フィリピンの至宝バービー・アルマルビス(近いうちにネタにします)の、妹分的な存在だと個人的に思っている、キッチー・ナダルの04年のソロ・アルバムです。二人ともフィリピン音楽の将来を背負って立つぐらいの豊かな才能を持ったシンガーソングライターですが、比べてみると結構対照的な存在ではあります。
ルックス的にはほんわかしたバービーに比べると、キッチーはちょっとクセのあるエキゾな顔立ちですし、音楽的には天真爛漫で色彩豊かなポップさを持ったバービーに比べると、キッチーはダークでヘヴィな色が強く、よりロック的な要素が濃いように感じられます。イメージ的にはフレンドリーで親しみやすい姉さんと、ちょっと斜に構えた気難しいところのある妹といったところでしょうか。ポップス好きにはバービーの方が親しみやすいでしょうし、ロック好きにはキッチーの方がしっくり来るかもしれません。まあ、どちらにせよ良いミュージシャンであることに間違いはありませんけどね。個人的にはルックスも音楽もバービーの方が好みではありますが、でもキッチーも好きなんです。可愛いから。

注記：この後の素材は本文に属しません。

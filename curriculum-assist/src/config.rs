//! Configuration for the suggestion service.

use serde::{Deserialize, Serialize};

use curriculum::persistence::{
    read_slot, GEMINI_API_KEY_SLOT, OPENROUTER_API_KEY_SLOT, OPENROUTER_MODEL_SLOT,
};
use curriculum::SlotStorage;

use crate::backend::openai::OPENROUTER_BASE_URL;

/// Gemini's OpenAI compatibility endpoint.
pub const GEMINI_BASE_URL: &str = "https://generativelanguage.googleapis.com/v1beta/openai";

/// Model used when the Gemini key is configured.
pub const GEMINI_MODEL: &str = "gemini-2.5-flash";

/// Model used with OpenRouter when none is stored.
pub const DEFAULT_OPENROUTER_MODEL: &str = "openai/gpt-3.5-turbo";

/// An OpenRouter model offered in the settings dialog.
#[derive(Debug, Clone, Copy, PartialEq, Eq, Serialize)]
pub struct ModelOption {
    pub name: &'static str,
    pub id: &'static str,
}

/// Models offered for OpenRouter.
pub const OPENROUTER_MODELS: [ModelOption; 4] = [
    ModelOption { name: "GPT-3.5 Turbo", id: "openai/gpt-3.5-turbo" },
    ModelOption { name: "Llama 3 8B", id: "meta-llama/llama-3-8b-instruct" },
    ModelOption { name: "Mistral 7B", id: "mistralai/mistral-7b-instruct" },
    ModelOption { name: "Gemma 7B", id: "google/gemma-7b-it" },
];

/// Which hosted provider the configuration points at.
#[derive(Debug, Clone, Copy, PartialEq, Eq, Serialize, Deserialize)]
#[serde(rename_all = "lowercase")]
pub enum Provider {
    Gemini,
    OpenRouter,
    /// Local or self-hosted endpoint that needs no key
    Local,
}

/// Configuration for [`SuggestionService`](crate::SuggestionService).
#[derive(Debug, Clone, PartialEq, Serialize, Deserialize)]
#[serde(default)]
pub struct AssistConfig {
    pub provider: Provider,
    /// Chat completions base URL (without `/chat/completions`)
    pub base_url: String,
    pub model: String,
    #[serde(skip_serializing_if = "Option::is_none")]
    pub api_key: Option<String>,
    /// Temperature for CLO description suggestions
    pub description_temperature: f32,
    /// Temperature for Bloom level classification
    pub bloom_temperature: f32,
    /// Temperature for evaluation summaries
    pub summary_temperature: f32,
    #[serde(skip_serializing_if = "Option::is_none")]
    pub max_tokens: Option<u32>,
    /// Request timeout (ms)
    pub timeout_ms: u64,
}

impl Default for AssistConfig {
    fn default() -> Self {
        Self {
            provider: Provider::OpenRouter,
            base_url: OPENROUTER_BASE_URL.to_string(),
            model: DEFAULT_OPENROUTER_MODEL.to_string(),
            api_key: None,
            description_temperature: 0.7,
            bloom_temperature: 0.2,
            summary_temperature: 0.6,
            max_tokens: None,
            timeout_ms: 30_000,
        }
    }
}

impl AssistConfig {
    /// OpenRouter with the given model.
    pub fn openrouter(model: impl Into<String>) -> Self {
        Self {
            model: model.into(),
            ..Default::default()
        }
    }

    /// Gemini through its OpenAI compatibility endpoint.
    pub fn gemini() -> Self {
        Self {
            provider: Provider::Gemini,
            base_url: GEMINI_BASE_URL.to_string(),
            model: GEMINI_MODEL.to_string(),
            ..Default::default()
        }
    }

    /// A keyless local endpoint such as Ollama.
    pub fn local(base_url: impl Into<String>, model: impl Into<String>) -> Self {
        Self {
            provider: Provider::Local,
            base_url: base_url.into(),
            model: model.into(),
            ..Default::default()
        }
    }

    /// Set the API key; blank keys count as unset.
    pub fn with_api_key(mut self, key: impl Into<String>) -> Self {
        self.api_key = non_blank(key.into());
        self
    }

    /// Set the base URL.
    pub fn with_base_url(mut self, base_url: impl Into<String>) -> Self {
        self.base_url = base_url.into();
        self
    }

    /// Set max tokens per completion.
    pub fn with_max_tokens(mut self, max: u32) -> Self {
        self.max_tokens = Some(max);
        self
    }

    /// Set request timeout.
    pub fn with_timeout_ms(mut self, timeout_ms: u64) -> Self {
        self.timeout_ms = timeout_ms;
        self
    }

    /// Build from the settings slots the page persists.
    ///
    /// A Gemini key takes precedence; otherwise the OpenRouter key and model
    /// slots are used. With neither key the result is an OpenRouter config
    /// without credentials.
    pub fn from_slots(storage: &impl SlotStorage) -> Self {
        let gemini_key = read_slot::<String>(storage, GEMINI_API_KEY_SLOT).and_then(non_blank);
        if let Some(key) = gemini_key {
            return Self::gemini().with_api_key(key);
        }

        let model = read_slot::<String>(storage, OPENROUTER_MODEL_SLOT)
            .and_then(non_blank)
            .unwrap_or_else(|| DEFAULT_OPENROUTER_MODEL.to_string());
        let mut config = Self::openrouter(model);
        config.api_key = read_slot::<String>(storage, OPENROUTER_API_KEY_SLOT).and_then(non_blank);
        config
    }

    /// Whether requests need an API key.
    pub fn requires_api_key(&self) -> bool {
        self.provider != Provider::Local
    }

    /// Whether a usable credential is present (or none is needed).
    pub fn has_credentials(&self) -> bool {
        !self.requires_api_key() || self.api_key.is_some()
    }

    /// Load config from YAML.
    pub fn from_yaml(yaml: &str) -> Result<Self, serde_yaml::Error> {
        serde_yaml::from_str(yaml)
    }

    /// Serialize to YAML.
    pub fn to_yaml(&self) -> Result<String, serde_yaml::Error> {
        serde_yaml::to_string(self)
    }
}

fn non_blank(value: String) -> Option<String> {
    let trimmed = value.trim();
    if trimmed.is_empty() {
        None
    } else {
        Some(trimmed.to_string())
    }
}

#[cfg(test)]
mod tests {
    use super::*;
    use curriculum::MemoryStorage;

    #[test]
    fn test_defaults() {
        let config = AssistConfig::default();
        assert_eq!(config.base_url, "https://openrouter.ai/api/v1");
        assert_eq!(config.model, "openai/gpt-3.5-turbo");
        assert_eq!(config.description_temperature, 0.7);
        assert_eq!(config.bloom_temperature, 0.2);
        assert_eq!(config.summary_temperature, 0.6);
        assert!(!config.has_credentials());
    }

    #[test]
    fn test_from_slots_prefers_gemini() {
        let storage = MemoryStorage::from_slots([
            (GEMINI_API_KEY_SLOT, r#""g-key""#),
            (OPENROUTER_API_KEY_SLOT, r#""or-key""#),
        ]);
        let config = AssistConfig::from_slots(&storage);
        assert_eq!(config.provider, Provider::Gemini);
        assert_eq!(config.model, GEMINI_MODEL);
        assert_eq!(config.api_key.as_deref(), Some("g-key"));
    }

    #[test]
    fn test_from_slots_openrouter() {
        let storage = MemoryStorage::from_slots([
            (GEMINI_API_KEY_SLOT, r#""  ""#),
            (OPENROUTER_API_KEY_SLOT, r#""or-key""#),
            (OPENROUTER_MODEL_SLOT, r#""google/gemma-7b-it""#),
        ]);
        let config = AssistConfig::from_slots(&storage);
        assert_eq!(config.provider, Provider::OpenRouter);
        assert_eq!(config.model, "google/gemma-7b-it");
        assert_eq!(config.api_key.as_deref(), Some("or-key"));
        assert!(config.has_credentials());
    }

    #[test]
    fn test_from_empty_slots() {
        let config = AssistConfig::from_slots(&MemoryStorage::new());
        assert_eq!(config, AssistConfig::default());
    }

    #[test]
    fn test_local_needs_no_key() {
        let config = AssistConfig::local("http://localhost:11434/v1", "llama3.2");
        assert!(config.has_credentials());
    }

    #[test]
    fn test_yaml_round_trip_with_partial_input() {
        let config = AssistConfig::from_yaml("model: meta-llama/llama-3-8b-instruct\ntimeout_ms: 5000\n").unwrap();
        assert_eq!(config.model, "meta-llama/llama-3-8b-instruct");
        assert_eq!(config.timeout_ms, 5000);
        assert_eq!(config.base_url, OPENROUTER_BASE_URL);

        let yaml = config.to_yaml().unwrap();
        assert!(!yaml.contains("api_key"));
        assert_eq!(AssistConfig::from_yaml(&yaml).unwrap(), config);
    }

    #[test]
    fn test_model_catalog() {
        let ids: Vec<&str> = OPENROUTER_MODELS.iter().map(|m| m.id).collect();
        assert!(ids.contains(&DEFAULT_OPENROUTER_MODEL));
        assert_eq!(OPENROUTER_MODELS.len(), 4);
    }
}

しかし姉さんの方が結婚して産休でしばらく活動休止することになってしまいましたから、ここはひとつ妹に奮起してもらって、姉さんを超えるような作品を出して欲しいものだと思います。ズッシリとした仕上がりの本作は、これはこれで十分に魅力的な作品ではありますが、今後の作品にはもう少し突き抜けたポップさが欲しいところではあります。ダークでヘヴィな音楽性が持ち味の人にポップさを求めるのはお門違いかもしれませんが、ルックスの可愛らしさに見合ったポップさを期待してしまうのは私だけではないはずです(ですよね?)。なお、勝手に姉さんだの妹だのと言ってますが、実際はどちらが年上なのかは知りません。
本作にはオマケでVCDが付いていまして、動くキッチーを見ることができるのですが、これがまた可愛らしくていいんです!やっぱり可愛い娘には可愛らしさを持った音楽を、というのが私のワガママな願いであります。持ち味を崩さずに可愛らしさを、などと言ってもキッチーには迷惑な話だとは思いますが。でもキッチー、君ならやれる!君はやればできる娘やで〜!などと思う今日この頃。